Required work – Of the entries below, restate word for word only the section that runs from the line with "alone cannot catch" to the line with "if !self.drive_geometry.track_width.is_finite()", counting both ends.
===== Records provided
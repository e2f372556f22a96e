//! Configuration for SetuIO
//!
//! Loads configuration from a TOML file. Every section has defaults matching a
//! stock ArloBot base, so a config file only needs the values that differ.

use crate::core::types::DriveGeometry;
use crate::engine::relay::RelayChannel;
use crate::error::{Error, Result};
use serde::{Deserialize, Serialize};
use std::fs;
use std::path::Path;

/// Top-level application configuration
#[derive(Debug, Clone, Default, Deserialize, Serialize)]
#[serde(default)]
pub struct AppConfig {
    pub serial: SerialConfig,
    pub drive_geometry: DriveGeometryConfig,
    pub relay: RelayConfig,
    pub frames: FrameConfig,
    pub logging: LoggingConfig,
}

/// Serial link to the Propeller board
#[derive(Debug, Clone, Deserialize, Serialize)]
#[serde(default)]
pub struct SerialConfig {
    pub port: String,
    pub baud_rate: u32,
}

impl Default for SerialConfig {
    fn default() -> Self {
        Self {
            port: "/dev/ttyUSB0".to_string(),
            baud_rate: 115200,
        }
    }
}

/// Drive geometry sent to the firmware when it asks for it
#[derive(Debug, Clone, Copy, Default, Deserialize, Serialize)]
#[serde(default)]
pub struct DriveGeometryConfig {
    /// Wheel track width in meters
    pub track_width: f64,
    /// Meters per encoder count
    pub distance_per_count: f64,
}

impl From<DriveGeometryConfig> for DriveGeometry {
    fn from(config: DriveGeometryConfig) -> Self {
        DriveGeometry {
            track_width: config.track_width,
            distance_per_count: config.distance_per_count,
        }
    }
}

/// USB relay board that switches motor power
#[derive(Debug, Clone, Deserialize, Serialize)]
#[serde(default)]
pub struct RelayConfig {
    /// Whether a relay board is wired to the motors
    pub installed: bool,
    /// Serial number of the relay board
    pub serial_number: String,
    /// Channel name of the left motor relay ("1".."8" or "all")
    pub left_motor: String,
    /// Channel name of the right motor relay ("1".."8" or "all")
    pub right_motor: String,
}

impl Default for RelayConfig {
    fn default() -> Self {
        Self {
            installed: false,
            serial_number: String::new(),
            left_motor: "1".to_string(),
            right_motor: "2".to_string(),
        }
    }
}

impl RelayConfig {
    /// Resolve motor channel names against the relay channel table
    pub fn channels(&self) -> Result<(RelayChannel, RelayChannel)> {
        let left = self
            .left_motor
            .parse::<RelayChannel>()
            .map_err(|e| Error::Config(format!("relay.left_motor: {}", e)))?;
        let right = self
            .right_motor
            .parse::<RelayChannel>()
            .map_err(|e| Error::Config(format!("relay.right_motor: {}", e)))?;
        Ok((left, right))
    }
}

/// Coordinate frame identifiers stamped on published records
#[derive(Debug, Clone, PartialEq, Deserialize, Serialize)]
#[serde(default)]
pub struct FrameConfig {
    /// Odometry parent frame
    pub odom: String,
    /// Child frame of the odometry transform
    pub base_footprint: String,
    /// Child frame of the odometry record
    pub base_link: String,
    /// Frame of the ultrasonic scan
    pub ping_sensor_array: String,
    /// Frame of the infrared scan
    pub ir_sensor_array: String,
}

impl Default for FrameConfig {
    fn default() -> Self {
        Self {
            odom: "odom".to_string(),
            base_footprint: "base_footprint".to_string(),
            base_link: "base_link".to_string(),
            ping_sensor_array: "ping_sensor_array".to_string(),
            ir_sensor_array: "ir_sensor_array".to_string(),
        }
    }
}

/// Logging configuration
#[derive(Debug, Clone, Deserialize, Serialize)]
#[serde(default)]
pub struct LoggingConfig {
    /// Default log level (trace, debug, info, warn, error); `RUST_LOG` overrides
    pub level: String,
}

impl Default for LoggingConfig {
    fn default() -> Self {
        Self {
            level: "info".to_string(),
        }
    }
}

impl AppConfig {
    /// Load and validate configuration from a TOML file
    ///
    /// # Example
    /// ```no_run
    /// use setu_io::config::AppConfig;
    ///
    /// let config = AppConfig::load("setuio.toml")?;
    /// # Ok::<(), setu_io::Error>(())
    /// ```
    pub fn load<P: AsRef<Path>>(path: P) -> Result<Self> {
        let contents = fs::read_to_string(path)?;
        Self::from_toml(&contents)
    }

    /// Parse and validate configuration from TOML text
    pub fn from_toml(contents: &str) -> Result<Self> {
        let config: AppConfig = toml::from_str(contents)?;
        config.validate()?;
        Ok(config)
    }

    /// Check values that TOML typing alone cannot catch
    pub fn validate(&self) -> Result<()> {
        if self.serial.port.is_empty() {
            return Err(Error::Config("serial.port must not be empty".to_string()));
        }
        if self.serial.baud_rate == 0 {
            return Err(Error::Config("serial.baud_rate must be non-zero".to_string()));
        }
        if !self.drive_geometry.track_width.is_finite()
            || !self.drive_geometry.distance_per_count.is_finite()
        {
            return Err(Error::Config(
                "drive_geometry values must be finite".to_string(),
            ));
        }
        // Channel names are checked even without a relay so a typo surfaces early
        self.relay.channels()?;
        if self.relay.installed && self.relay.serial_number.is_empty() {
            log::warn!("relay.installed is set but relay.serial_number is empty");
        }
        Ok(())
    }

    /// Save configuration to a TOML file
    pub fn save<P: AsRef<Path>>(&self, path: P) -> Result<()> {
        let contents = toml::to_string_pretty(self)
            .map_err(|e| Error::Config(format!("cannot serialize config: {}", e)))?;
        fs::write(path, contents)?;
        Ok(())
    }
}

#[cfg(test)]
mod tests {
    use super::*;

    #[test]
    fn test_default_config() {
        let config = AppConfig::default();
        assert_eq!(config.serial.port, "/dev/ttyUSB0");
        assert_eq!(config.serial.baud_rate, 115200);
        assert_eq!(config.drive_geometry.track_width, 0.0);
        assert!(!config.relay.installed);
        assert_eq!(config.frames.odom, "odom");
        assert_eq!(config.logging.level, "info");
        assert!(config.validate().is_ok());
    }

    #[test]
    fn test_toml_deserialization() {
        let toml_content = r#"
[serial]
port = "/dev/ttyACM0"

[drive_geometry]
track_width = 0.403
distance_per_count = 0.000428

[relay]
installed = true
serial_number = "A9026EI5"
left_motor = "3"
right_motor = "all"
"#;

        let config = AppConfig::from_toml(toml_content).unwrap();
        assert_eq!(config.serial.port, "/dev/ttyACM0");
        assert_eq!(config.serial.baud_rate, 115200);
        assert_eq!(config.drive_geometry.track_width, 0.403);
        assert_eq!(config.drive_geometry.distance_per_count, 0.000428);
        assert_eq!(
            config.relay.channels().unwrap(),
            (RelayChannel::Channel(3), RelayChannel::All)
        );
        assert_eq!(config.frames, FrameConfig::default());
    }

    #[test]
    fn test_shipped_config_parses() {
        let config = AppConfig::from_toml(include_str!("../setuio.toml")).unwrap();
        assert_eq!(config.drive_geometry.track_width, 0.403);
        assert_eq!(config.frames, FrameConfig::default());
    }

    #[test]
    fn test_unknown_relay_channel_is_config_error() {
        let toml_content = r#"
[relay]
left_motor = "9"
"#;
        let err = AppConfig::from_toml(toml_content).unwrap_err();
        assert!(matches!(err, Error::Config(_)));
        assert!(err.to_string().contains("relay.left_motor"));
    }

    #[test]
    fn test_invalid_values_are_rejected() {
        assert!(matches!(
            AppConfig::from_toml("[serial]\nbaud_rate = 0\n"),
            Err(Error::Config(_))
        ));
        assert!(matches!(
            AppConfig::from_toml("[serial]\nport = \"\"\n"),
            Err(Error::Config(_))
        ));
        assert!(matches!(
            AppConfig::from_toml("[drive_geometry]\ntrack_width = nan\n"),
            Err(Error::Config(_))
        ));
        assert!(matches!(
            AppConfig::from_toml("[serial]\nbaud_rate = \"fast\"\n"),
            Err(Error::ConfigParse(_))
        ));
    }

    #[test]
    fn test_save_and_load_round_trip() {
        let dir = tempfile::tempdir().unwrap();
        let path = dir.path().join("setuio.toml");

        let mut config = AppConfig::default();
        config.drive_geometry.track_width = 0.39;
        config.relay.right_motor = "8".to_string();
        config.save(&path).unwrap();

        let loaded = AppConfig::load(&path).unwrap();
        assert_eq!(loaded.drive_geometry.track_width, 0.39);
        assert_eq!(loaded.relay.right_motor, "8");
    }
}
==========
Output for this exercise –
    /// Check values that TOML typing alone cannot catch
    pub fn validate(&self) -> Result<()> {
        if self.serial.port.is_empty() {
            return Err(Error::Config("serial.port must not be empty".to_string()));
        }
        if self.serial.baud_rate == 0 {
            return Err(Error::Config("serial.baud_rate must be non-zero".to_string()));
        }
        if !self.drive_geometry.track_width.is_finite()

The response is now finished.